Adenovirus mediated gene delivery of tissue inhibitor of metalloproteinases-3 induces death in retinal pigment epithelial cells

Abstract

Background: Sorsby's fundus dystrophy (SFD) and age related macular degeneration (ARMD) are retinal diseases associated with a high level of accumulation of mutant and wild type TIMP-3, respectively, in Bruch's membrane. The pathogenic role of TIMP-3 in these diseases is uncertain, but causative mutations have been identified in the TIMP-3 gene of patients with SFD. Recent reports that TIMP-3 causes apoptosis in certain cell types and not in others prompted the authors to investigate whether TIMP-3 causes apoptosis in cultured retinal pigment epithelium (RPE) cells.

Methods: RPE and MCF-7 cells (as a positive control) were initially infected with replication deficient adenovirus, to overexpress beta-galactosidase (RAdLacZ) or TIMP-3 (RAdTIMP-3). TIMP-3 was detected by western blotting and ELISA. Cell viability was defined by cell counts. ISEL was used to investigate the mechanism of cell death.

Results: Cultured RPE cells produced small quantities of endogenous TIMP-3 and remained viable. However, overexpression of TIMP-3 caused a dose related death of RPE cells. The mechanism of cell death was apoptosis.

Conclusion: The previously unreported finding of TIMP-3 induced apoptosis of RPE cells may account for some of the early features seen in SFD and ARMD.

Figure 1

(A) Retinal explant giving rise to RPE cells (×100). (B) Confluent fusiform RPE cell culture lacking pigment (×100). (C) Pigmented polygonal RPE cell culture (×200). (D) Pigmented fusiform RPE cells (×200). (E) Corneal fibroblasts (negative control) immunostained for cytokeratins 8 and 18 (×200). (F, G, H): RPE cells immunostained for cytokeratins 8 and 18 (×200, ×400, and ×1000, respectively).

Figure 2

RAdlacZ infected RPE cells (A, B, C) and MCF7 cells (D, E, F) at 100, 300, and 1000 pfu/cell, respectively, stained with X-gal (×200).

Figure 3

A histogram of the numbers of X-gal positive RPE (open bars) and MCF-7 (solid bars) cells, 48 hours after infection with RadlacZ and staining for β-galactosidase activity.

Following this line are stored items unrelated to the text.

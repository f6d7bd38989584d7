//! Execution scheduler (spec.md §4.D, component D): arms one hardware
//! timer for the next-due activation, fires it in ISR context by setting
//! a flag, and performs the actual I2C motor activation from main-loop
//! context only.
//!
//! The pending-activation flag is the single datum crossing the ISR/main
//! boundary (spec.md §5, §9): an [`core::sync::atomic::AtomicBool`],
//! release-stored by [`Scheduler::mark_fired`] (called from ISR context)
//! and acquire-swapped by [`Scheduler::poll`] (called from the main
//! loop). No lock is needed because every other field is touched only
//! from main-loop context.

use crate::capability::{HardwareTimer, MotorDriver};
use crate::config::planner::MAX_EVENTS_PER_MACROCYCLE;
use crate::config::scheduler::{GRACE_WINDOW_US, MIN_ARMING_DELAY_US};
use crate::error::SchedulerCounters;
use crate::planner::pattern::MAX_FINGERS;
use crate::time::LocalTimestamp;
use core::sync::atomic::{AtomicBool, Ordering};
use heapless::Vec;

/// A single scheduled haptic activation, derived from a macrocycle event
/// by the receiver (spec.md §3 "Scheduled activation").
#[derive(Clone, Copy, PartialEq, Debug)]
pub struct PendingActivation {
    pub fire_time_us: LocalTimestamp,
    pub finger: u8,
    pub amplitude: u8,
    pub duration_ms: u16,
    pub frequency_hz: u16,
}

/// Arms a single hardware timer for the earliest pending activation and
/// hands firing off to main-loop context (spec.md §4.D).
pub struct Scheduler<M, T> {
    motor: M,
    timer: T,
    /// Ascending by `fire_time_us`; ties keep arrival order (spec.md §5).
    pending: Vec<PendingActivation, MAX_EVENTS_PER_MACROCYCLE>,
    /// Set by the ISR, tested and cleared by `poll`.
    fired: AtomicBool,
    /// Whether the hardware timer currently has an outstanding arm that
    /// hasn't yet been stopped by the main loop.
    armed: bool,
    active_fingers: [bool; MAX_FINGERS],
    pub counters: SchedulerCounters,
}

impl<M: MotorDriver, T: HardwareTimer> Scheduler<M, T> {
    pub fn new(motor: M, timer: T) -> Self {
        Self {
            motor,
            timer,
            pending: Vec::new(),
            fired: AtomicBool::new(false),
            armed: false,
            active_fingers: [false; MAX_FINGERS],
            counters: SchedulerCounters::new(),
        }
    }

    /// Called from ISR context only: flips the pending flag and returns.
    /// Must never touch the motor driver or transport (spec.md §4.D.2).
    pub fn mark_fired(&self) {
        self.fired.store(true, Ordering::Release);
    }

    /// Queue one activation for local fire time `fire_time_us`. Drops (and
    /// counts) activations already past-due by more than the grace window.
    /// Arms the hardware timer immediately if nothing else was armed.
    pub fn schedule(
        &mut self,
        now: LocalTimestamp,
        fire_time_us: LocalTimestamp,
        finger: u8,
        amplitude: u8,
        duration_ms: u16,
        frequency_hz: u16,
    ) {
        if now.diff_us(fire_time_us) > GRACE_WINDOW_US as i64 {
            self.counters.past_due_events_dropped =
                self.counters.past_due_events_dropped.saturating_add(1);
            return;
        }

        let activation = PendingActivation { fire_time_us, finger, amplitude, duration_ms, frequency_hz };
        let pos = self
            .pending
            .iter()
            .position(|a| a.fire_time_us > fire_time_us)
            .unwrap_or(self.pending.len());
        // Queue is bounded to MAX_EVENTS_PER_MACROCYCLE; a full queue here
        // would mean more activations in flight than one macrocycle can
        // ever hold, which the planner's invariants already rule out.
        let _ = self.pending.insert(pos, activation);

        if !self.armed {
            self.arm_for_front(now);
        }
    }

    /// Main-loop hand-off (spec.md §4.D.3): test the flag, and if set,
    /// stop the timer, dequeue and activate the due event, then arm for
    /// whatever is next.
    pub fn poll(&mut self, now: LocalTimestamp) {
        if !self.fired.swap(false, Ordering::Acquire) {
            return;
        }

        self.timer.stop();
        self.armed = false;

        if !self.pending.is_empty() {
            let activation = self.pending.remove(0);
            self.activate(activation);
        }

        self.arm_for_front(now);
    }

    fn activate(&mut self, activation: PendingActivation) {
        if !self.motor.is_enabled(activation.finger) {
            return;
        }
        if self.motor.activate(
            activation.finger,
            activation.amplitude,
            activation.duration_ms,
            activation.frequency_hz,
        ) {
            if let Some(slot) = self.active_fingers.get_mut(activation.finger as usize) {
                *slot = true;
            }
        } else {
            self.counters.motor_driver_failures = self.counters.motor_driver_failures.saturating_add(1);
        }
    }

    fn arm_for_front(&mut self, now: LocalTimestamp) {
        let Some(front) = self.pending.first() else {
            self.armed = false;
            return;
        };

        let delay_us = front
            .fire_time_us
            .diff_us(now)
            .max(0)
            .unsigned_abs()
            .max(MIN_ARMING_DELAY_US as u64)
            .min(u64::from(u32::MAX)) as u32;

        if self.timer.arm(delay_us) {
            self.armed = true;
        } else {
            // Hardware busy: prefer an immediate (best-effort) fire over
            // silently dropping the event (spec.md §4.D.5).
            self.counters.timer_arm_failures = self.counters.timer_arm_failures.saturating_add(1);
            self.armed = true;
            self.fired.store(true, Ordering::Release);
        }
    }

    /// Whether any activations remain pending (spec.md §4.D.3 step 4).
    pub fn scheduling_complete(&self) -> bool {
        self.pending.is_empty()
    }

    /// Stop the timer, empty the pending queue, and deactivate every
    /// finger currently known to be vibrating. Idempotent (spec.md §8).
    pub fn cancel_all(&mut self) {
        if self.armed {
            self.timer.stop();
            self.armed = false;
        }
        self.fired.store(false, Ordering::Release);
        self.pending.clear();

        for (finger, active) in self.active_fingers.iter_mut().enumerate() {
            if *active {
                self.motor.deactivate(finger as u8);
                *active = false;
            }
        }
    }
}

Statistical significance by Student's t test compared with corresponding group: p >0.2 in all groups (n=9).

Figure 4

(A) An immunostained western blot of the SDS extracted proteins from RPE and MCF7 cell matrices and 10-fold concentrated media fractions. Lane 1, RPE RAdTIMP-3 media; lane 2, RPE RAdlacZ media; lane 3, RPE RAdTIMP-3 matrix; lane 4, RPE RAdlacZ matrix; lane 5, MCF7 RAdTIMP-3 media; lane 6, MCF7 RAdlacZ media; lane 7, MCF7 RAdTIMP-3 matrix; lane 8, MCF7 RAdTIMP-3 media. (B) A line chart showing the results of ELISA detection of endogenous TIMP-3 in established RPE (upper line) and keratocyte (lower line) cell cultures. The control cells show relatively little endogenous TIMP-3 production compared with RPE cells.

Figure 5

(A, B) Representative photographs (×100) showing RPE (A) and MCF7 (B) cells 48 hours after infection with RAdTIMP-3. Note the cells rounding up and lifting, leaving patches of cell loss, consistent with localised TIMP-3 deposition. (C) A histogram of the numbers of viable RPE (open bars) and MCF7 (solid bars) cells remaining in culture 48 hours after infection with RAdTIMP-3. These cells were trypsinised, stained with trypan blue, and counted with a haemacytometer. Statistical significance, by Student's t test, compared with corresponding MCF7 group: *p <0.001 (n=9). Statistical significance, by Student's t test, compared with corresponding control group p<0.001 (n=9) for all groups.

Figure 6

Representative photographs (×100 magnification) of ISEL labelled, RAdTIMP-3 infected RPE and MCF7 cells (A and C, respectively) and RadlacZ infected cells (B and D, respectively). The apoptotic cells were detected with cobalt-DAB and are seen with darkly stained nuclei. The control cells were ISEL negative.